(Exercise aim): The response must contain every line below in which "warn" appears.
BEGIN Source data
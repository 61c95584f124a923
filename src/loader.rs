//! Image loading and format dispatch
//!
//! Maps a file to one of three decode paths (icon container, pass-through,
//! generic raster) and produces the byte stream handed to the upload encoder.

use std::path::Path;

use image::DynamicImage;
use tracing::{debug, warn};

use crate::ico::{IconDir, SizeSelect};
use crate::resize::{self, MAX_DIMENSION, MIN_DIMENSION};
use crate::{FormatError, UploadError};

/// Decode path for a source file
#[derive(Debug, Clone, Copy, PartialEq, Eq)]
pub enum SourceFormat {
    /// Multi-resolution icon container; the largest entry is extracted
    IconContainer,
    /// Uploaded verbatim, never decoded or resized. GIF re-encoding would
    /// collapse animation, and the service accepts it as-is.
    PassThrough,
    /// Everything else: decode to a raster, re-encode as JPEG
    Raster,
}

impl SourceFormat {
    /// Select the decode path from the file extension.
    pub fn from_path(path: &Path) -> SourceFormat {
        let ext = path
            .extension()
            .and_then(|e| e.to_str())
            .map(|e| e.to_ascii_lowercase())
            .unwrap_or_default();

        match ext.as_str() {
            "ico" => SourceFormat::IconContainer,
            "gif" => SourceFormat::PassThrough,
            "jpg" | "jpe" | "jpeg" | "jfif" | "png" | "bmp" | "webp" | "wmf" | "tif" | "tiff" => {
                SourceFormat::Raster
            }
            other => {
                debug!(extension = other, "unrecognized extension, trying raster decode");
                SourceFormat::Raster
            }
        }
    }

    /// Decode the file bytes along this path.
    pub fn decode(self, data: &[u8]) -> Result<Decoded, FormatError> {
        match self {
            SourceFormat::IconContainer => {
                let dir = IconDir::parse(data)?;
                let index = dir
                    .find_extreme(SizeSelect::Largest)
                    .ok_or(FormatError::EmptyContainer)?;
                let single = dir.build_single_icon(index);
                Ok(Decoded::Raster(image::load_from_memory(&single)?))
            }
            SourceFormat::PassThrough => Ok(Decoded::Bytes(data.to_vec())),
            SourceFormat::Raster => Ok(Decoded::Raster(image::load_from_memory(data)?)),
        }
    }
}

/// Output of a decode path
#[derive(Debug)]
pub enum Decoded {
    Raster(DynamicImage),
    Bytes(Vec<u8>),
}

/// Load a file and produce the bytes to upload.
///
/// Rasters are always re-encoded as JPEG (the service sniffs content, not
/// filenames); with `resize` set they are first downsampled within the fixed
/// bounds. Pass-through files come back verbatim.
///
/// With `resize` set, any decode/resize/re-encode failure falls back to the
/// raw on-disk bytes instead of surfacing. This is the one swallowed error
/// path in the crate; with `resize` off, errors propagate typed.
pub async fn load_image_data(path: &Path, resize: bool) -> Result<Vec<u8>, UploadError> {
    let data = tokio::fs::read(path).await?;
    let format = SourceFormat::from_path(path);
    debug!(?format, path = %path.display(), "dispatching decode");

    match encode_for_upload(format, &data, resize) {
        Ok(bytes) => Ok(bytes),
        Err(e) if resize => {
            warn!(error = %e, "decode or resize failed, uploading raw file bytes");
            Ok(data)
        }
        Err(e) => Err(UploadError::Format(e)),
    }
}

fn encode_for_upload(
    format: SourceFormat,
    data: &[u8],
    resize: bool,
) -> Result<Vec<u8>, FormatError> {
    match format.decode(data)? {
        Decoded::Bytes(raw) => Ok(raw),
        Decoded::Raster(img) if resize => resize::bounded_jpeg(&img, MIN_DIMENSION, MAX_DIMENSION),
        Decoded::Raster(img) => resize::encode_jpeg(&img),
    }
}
END Source data
(Solution to the exercise):
use tracing::{debug, warn};
            warn!(error = %e, "decode or resize failed, uploading raw file bytes");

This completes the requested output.